_What the task requires_
The answer must consist only of the lines from the line with "pub fn resolver_timing(&self)" to the line with "pub fn poll_interval(&self)", both included, exactly as they stand below.

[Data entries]
╔══

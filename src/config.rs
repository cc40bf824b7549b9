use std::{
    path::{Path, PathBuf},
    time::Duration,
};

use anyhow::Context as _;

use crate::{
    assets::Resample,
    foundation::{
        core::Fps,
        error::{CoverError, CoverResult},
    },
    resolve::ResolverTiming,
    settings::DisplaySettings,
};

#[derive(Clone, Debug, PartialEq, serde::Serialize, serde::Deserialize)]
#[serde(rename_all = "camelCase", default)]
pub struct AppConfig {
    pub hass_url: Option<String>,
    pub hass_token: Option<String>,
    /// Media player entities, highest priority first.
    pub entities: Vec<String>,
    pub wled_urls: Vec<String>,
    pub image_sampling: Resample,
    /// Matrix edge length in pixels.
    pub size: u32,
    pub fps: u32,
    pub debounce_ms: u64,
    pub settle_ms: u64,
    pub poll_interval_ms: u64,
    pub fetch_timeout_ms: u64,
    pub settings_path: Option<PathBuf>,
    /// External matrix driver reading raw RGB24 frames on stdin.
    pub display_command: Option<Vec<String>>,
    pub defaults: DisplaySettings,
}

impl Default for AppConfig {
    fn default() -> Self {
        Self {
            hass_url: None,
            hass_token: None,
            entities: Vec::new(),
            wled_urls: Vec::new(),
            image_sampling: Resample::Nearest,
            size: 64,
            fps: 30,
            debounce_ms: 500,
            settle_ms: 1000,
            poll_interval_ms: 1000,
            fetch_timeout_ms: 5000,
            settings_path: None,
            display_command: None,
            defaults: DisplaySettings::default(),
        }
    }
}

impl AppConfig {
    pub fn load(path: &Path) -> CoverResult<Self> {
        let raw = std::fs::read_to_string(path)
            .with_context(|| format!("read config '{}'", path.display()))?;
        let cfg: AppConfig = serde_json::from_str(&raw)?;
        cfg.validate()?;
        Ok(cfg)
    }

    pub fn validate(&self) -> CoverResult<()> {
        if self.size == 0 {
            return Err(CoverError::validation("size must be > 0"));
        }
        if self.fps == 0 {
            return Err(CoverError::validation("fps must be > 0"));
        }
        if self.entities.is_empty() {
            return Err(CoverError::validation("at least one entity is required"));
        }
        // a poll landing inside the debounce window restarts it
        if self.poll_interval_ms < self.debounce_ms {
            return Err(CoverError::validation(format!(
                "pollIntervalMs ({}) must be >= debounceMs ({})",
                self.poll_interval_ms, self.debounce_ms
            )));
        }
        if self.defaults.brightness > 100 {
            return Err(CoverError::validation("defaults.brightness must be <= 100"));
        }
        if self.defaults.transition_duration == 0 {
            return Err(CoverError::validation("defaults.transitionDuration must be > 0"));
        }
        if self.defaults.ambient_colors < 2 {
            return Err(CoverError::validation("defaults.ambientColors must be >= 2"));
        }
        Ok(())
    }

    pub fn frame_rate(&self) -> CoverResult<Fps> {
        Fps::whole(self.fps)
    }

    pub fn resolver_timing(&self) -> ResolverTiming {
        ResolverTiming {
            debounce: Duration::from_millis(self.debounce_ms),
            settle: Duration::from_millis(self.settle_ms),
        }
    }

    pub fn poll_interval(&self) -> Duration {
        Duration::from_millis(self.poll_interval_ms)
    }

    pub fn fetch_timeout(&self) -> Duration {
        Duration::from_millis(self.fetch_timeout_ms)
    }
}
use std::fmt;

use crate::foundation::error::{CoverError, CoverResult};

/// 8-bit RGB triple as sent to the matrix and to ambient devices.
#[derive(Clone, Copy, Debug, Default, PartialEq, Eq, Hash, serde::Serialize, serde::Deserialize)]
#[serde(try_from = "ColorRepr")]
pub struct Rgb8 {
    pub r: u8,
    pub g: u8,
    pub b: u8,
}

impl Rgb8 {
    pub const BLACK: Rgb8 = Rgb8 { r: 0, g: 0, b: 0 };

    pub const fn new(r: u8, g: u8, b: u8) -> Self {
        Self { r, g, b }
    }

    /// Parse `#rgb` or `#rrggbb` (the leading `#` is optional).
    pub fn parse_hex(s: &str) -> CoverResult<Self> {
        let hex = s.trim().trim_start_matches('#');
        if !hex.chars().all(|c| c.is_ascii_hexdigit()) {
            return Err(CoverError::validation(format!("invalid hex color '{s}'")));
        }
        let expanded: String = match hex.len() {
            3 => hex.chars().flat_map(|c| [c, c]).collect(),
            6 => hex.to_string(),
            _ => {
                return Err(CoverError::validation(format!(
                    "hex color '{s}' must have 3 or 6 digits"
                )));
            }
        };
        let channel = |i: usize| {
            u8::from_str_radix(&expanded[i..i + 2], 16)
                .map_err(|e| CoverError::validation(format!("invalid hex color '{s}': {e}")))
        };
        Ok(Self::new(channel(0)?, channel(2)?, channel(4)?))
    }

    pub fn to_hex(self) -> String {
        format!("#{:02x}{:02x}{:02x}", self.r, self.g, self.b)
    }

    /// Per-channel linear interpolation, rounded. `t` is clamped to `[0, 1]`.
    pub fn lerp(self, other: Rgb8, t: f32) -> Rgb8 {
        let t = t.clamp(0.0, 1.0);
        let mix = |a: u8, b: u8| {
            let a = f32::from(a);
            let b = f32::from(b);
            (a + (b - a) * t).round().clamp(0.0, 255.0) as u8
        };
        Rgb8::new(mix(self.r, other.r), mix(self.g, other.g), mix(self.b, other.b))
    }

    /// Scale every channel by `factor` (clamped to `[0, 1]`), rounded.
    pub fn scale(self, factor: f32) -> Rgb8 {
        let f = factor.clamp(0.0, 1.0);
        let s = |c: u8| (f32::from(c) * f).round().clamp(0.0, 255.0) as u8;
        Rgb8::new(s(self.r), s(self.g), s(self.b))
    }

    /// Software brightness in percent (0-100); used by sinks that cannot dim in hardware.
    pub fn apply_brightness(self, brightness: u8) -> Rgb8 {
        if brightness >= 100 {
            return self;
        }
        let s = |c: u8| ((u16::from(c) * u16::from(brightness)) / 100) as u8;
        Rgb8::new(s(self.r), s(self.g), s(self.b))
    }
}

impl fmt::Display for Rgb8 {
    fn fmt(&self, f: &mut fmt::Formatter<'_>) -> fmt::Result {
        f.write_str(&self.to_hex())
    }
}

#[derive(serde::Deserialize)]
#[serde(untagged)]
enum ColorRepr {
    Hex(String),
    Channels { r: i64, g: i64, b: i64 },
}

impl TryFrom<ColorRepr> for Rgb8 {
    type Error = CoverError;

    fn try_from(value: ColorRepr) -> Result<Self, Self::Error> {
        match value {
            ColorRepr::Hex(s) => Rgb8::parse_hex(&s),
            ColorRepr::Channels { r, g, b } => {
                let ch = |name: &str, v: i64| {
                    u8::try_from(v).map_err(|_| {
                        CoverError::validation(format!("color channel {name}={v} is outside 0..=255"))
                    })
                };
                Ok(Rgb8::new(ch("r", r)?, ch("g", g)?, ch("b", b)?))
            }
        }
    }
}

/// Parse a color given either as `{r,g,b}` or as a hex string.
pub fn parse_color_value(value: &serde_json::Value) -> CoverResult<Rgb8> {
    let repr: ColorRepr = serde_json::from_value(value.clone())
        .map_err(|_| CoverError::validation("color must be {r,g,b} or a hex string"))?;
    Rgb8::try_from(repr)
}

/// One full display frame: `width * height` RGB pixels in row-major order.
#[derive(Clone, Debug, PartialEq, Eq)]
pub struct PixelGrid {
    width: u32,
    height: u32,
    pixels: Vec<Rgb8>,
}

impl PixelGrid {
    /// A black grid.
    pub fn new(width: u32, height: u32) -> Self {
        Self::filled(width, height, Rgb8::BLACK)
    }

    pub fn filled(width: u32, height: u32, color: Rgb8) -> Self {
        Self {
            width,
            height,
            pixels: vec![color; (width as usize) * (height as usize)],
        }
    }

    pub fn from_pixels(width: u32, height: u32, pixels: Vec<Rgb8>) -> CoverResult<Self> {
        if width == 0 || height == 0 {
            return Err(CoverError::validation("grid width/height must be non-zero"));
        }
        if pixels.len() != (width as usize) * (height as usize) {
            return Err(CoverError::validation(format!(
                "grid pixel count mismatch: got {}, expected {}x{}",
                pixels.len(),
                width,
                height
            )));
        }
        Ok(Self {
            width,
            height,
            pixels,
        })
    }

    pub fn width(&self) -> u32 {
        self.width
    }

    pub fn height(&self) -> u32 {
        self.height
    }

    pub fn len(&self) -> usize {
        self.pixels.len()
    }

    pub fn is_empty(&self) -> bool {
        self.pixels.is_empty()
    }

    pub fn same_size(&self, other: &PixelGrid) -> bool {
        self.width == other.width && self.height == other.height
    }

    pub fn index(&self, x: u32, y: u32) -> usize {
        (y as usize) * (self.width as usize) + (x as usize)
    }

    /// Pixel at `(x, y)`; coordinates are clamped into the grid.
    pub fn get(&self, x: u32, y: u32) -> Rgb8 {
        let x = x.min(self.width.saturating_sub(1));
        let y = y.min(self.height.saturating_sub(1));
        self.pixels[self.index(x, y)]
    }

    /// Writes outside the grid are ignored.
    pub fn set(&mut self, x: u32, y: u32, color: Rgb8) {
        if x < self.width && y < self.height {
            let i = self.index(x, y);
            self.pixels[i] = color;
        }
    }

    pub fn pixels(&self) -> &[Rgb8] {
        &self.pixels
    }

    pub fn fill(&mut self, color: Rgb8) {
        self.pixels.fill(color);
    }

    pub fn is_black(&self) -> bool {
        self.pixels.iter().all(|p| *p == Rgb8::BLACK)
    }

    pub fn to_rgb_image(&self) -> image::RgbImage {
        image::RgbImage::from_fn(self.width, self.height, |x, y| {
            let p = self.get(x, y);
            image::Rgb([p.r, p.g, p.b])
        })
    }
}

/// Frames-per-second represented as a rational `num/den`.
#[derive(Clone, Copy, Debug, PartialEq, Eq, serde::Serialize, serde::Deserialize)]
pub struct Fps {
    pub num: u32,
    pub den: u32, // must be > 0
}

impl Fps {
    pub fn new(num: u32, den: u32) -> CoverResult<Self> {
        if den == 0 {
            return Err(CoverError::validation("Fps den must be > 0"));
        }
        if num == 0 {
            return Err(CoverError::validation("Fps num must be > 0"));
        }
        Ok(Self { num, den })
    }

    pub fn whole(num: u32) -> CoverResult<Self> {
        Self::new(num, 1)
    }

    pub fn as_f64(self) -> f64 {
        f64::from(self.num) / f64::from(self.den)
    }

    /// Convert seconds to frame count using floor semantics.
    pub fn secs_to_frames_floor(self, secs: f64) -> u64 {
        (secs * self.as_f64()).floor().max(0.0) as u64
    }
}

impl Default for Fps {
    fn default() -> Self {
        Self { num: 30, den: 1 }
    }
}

╚══
╔══

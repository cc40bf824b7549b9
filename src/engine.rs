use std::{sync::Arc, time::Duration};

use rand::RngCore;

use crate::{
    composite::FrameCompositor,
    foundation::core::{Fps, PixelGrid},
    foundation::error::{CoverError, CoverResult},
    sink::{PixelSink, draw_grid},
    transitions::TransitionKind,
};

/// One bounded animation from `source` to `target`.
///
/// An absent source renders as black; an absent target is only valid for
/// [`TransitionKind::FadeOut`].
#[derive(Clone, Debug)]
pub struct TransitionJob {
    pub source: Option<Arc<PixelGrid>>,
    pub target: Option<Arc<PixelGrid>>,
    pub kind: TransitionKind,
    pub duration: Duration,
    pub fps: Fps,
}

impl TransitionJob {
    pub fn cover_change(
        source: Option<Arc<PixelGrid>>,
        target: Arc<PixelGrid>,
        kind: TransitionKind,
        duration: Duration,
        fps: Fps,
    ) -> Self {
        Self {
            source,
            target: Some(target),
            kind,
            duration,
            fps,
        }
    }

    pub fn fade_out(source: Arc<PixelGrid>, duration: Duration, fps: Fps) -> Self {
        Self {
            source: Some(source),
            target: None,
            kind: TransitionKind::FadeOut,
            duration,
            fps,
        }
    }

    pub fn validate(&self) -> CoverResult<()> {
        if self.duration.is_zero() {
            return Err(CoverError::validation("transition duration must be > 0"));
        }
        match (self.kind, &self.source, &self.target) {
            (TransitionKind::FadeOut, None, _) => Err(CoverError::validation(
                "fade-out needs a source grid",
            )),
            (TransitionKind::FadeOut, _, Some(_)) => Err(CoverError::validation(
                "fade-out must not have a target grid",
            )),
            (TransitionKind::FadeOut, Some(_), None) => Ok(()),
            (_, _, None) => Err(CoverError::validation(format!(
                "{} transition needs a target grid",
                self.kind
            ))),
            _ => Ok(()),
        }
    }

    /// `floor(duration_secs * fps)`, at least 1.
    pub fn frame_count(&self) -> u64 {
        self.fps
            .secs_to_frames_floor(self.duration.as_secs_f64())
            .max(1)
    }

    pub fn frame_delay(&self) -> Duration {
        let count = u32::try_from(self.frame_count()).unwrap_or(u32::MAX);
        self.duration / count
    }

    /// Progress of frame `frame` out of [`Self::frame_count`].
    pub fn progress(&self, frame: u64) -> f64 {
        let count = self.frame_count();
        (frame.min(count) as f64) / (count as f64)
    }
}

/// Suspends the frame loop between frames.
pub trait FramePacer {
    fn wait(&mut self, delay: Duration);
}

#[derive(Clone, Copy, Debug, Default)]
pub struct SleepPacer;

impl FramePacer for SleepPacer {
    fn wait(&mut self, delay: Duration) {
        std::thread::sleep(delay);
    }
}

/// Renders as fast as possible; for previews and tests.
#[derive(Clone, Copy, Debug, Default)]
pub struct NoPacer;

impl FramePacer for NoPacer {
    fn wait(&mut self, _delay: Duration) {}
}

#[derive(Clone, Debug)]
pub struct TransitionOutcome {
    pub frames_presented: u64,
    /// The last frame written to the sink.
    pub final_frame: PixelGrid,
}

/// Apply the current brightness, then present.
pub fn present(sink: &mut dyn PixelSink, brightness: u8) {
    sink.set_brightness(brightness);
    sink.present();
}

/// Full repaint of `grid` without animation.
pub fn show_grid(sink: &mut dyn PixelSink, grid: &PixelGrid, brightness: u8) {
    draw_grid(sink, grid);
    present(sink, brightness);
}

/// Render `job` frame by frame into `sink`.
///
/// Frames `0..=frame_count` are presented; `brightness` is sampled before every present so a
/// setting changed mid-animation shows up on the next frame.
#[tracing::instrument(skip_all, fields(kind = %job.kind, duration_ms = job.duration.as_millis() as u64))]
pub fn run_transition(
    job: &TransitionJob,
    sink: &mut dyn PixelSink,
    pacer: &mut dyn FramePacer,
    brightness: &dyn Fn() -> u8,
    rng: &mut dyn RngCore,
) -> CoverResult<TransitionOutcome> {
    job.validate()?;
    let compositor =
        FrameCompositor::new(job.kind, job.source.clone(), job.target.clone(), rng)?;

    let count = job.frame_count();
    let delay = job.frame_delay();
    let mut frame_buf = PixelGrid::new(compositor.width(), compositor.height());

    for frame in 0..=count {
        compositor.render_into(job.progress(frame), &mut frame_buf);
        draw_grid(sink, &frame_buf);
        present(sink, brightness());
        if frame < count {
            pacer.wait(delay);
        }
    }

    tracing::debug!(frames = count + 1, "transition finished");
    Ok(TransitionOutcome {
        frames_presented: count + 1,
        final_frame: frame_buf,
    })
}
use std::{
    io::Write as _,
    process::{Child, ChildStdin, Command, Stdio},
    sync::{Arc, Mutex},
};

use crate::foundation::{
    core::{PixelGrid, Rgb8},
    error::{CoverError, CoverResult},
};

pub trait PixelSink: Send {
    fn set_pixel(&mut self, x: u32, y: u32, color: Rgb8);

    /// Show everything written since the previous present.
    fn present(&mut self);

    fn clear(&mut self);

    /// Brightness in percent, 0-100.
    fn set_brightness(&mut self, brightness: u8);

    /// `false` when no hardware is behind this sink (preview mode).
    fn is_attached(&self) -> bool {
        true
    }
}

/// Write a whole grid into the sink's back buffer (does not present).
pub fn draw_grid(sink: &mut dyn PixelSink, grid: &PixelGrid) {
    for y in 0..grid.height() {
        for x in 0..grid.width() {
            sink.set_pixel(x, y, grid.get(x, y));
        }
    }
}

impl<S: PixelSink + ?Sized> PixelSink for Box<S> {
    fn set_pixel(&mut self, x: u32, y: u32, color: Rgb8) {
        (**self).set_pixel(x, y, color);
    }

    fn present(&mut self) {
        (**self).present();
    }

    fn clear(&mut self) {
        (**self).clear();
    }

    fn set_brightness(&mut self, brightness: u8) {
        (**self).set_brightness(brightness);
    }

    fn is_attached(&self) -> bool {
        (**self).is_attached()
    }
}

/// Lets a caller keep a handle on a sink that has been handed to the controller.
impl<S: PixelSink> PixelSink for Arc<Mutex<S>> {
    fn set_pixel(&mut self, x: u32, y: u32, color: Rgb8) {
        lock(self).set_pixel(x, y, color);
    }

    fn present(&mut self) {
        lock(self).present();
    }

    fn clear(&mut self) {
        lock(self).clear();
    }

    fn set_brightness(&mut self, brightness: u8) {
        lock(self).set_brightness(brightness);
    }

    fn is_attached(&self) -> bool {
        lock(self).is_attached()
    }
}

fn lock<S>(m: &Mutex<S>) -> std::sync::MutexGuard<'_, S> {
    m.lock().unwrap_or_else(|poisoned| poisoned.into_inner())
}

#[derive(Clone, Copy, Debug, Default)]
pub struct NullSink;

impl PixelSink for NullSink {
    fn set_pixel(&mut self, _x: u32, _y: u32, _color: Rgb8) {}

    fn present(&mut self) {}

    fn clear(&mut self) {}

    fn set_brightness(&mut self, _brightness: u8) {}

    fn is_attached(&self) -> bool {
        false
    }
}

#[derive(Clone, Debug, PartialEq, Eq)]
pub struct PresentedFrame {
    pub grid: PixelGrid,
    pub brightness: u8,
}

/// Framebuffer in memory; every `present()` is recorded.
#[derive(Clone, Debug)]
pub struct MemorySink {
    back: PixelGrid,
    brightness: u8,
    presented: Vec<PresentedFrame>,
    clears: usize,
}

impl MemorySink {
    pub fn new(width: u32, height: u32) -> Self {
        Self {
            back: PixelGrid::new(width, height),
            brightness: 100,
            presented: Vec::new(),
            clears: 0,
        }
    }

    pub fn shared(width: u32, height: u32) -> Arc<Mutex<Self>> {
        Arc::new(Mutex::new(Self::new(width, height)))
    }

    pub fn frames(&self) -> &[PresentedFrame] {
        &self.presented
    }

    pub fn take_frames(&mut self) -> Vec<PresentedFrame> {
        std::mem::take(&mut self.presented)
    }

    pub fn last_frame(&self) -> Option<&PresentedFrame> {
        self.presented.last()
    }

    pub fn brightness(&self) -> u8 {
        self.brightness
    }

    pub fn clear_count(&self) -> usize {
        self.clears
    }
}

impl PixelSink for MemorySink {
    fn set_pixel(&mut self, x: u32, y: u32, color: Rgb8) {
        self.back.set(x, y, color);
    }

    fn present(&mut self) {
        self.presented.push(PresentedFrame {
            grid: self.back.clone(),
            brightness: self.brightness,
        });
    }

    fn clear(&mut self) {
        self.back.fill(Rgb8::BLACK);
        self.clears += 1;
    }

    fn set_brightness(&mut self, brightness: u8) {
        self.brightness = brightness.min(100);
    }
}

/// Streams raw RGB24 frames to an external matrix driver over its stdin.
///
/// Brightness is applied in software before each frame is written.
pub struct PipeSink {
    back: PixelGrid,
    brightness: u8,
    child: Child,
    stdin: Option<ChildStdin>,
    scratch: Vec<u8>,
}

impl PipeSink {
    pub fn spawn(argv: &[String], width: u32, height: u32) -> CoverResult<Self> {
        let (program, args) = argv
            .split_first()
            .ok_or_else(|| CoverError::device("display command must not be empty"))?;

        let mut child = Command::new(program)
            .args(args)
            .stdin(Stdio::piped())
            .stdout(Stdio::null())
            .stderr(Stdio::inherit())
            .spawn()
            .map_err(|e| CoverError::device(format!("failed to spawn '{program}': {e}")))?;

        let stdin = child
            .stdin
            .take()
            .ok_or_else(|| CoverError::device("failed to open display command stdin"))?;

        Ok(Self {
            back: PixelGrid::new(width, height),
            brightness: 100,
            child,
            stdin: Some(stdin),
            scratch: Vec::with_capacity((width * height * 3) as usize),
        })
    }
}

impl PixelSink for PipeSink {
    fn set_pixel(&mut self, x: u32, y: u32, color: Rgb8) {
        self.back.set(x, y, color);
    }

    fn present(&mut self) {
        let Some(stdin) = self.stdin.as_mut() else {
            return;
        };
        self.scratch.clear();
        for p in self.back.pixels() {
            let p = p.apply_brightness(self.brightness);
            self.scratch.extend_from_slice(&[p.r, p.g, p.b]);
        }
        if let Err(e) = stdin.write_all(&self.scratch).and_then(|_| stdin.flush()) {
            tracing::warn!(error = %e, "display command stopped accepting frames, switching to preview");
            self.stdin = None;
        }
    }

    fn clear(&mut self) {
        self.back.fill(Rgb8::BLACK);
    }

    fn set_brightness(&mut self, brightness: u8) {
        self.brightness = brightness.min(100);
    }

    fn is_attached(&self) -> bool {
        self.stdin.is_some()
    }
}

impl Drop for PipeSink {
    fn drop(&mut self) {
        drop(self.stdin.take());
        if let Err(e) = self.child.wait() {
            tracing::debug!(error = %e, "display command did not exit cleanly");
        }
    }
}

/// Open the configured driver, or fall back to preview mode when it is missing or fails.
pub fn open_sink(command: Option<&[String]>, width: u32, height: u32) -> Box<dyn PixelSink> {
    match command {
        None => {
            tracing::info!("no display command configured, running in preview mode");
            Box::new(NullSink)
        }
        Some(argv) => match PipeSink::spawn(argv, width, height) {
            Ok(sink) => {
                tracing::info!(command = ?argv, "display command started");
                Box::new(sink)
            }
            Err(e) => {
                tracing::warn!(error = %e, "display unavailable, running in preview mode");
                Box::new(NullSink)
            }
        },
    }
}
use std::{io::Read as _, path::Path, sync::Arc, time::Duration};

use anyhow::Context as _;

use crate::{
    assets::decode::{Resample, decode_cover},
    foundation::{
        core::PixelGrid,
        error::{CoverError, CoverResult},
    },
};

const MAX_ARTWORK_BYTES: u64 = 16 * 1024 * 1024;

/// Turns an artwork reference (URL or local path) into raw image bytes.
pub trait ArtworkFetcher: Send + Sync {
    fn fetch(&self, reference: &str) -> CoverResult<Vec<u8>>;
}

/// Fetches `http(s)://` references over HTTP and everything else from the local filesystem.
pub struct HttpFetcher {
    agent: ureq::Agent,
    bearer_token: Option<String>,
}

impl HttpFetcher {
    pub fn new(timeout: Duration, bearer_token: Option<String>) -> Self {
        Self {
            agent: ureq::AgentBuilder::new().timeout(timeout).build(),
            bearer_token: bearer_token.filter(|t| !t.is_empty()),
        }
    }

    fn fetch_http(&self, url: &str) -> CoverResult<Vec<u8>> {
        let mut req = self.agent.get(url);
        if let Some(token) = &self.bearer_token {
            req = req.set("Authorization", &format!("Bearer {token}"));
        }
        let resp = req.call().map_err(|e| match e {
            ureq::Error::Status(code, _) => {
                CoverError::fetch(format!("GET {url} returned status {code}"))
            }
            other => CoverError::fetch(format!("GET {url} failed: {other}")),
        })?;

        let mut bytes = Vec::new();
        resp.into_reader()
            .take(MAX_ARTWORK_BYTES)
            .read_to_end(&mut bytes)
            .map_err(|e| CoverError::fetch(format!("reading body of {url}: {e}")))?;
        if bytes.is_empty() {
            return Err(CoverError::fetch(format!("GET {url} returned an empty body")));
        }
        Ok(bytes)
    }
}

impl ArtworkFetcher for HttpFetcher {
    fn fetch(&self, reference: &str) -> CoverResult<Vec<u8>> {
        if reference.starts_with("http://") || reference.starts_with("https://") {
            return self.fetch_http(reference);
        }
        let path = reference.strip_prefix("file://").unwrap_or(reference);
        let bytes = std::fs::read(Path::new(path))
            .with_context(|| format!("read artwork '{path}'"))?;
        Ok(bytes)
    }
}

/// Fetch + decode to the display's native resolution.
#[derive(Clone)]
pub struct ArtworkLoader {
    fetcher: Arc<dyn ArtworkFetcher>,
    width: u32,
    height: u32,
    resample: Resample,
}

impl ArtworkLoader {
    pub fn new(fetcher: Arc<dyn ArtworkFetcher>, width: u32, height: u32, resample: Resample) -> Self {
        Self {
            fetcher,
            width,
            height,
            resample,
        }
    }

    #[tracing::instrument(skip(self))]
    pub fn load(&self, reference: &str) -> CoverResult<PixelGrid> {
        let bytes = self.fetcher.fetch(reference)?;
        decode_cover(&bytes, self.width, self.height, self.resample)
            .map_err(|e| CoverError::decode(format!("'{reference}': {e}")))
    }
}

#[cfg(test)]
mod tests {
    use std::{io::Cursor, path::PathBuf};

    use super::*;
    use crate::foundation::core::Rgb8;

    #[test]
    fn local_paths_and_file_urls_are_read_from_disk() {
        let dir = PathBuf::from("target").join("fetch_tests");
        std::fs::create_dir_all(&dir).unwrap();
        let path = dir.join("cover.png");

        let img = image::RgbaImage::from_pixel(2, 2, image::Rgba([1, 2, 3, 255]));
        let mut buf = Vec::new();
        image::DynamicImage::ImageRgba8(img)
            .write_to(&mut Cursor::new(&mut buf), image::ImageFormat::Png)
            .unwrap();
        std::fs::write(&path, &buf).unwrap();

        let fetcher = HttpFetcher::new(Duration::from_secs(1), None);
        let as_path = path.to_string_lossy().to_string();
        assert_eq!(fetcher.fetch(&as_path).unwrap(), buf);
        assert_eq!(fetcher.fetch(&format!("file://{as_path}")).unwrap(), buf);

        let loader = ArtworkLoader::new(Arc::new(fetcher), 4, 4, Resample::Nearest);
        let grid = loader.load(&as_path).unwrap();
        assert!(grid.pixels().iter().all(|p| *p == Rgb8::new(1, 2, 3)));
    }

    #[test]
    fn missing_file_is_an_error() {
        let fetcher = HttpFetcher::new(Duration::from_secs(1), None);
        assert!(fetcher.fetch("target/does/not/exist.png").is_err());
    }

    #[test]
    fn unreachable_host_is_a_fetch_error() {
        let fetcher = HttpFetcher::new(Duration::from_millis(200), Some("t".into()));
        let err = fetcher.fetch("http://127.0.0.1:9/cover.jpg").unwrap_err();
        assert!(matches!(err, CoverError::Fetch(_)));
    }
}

╚══

_Reply_
    pub fn resolver_timing(&self) -> ResolverTiming {
        ResolverTiming {
            debounce: Duration::from_millis(self.debounce_ms),
            settle: Duration::from_millis(self.settle_ms),
        }
    }

    pub fn poll_interval(&self) -> Duration {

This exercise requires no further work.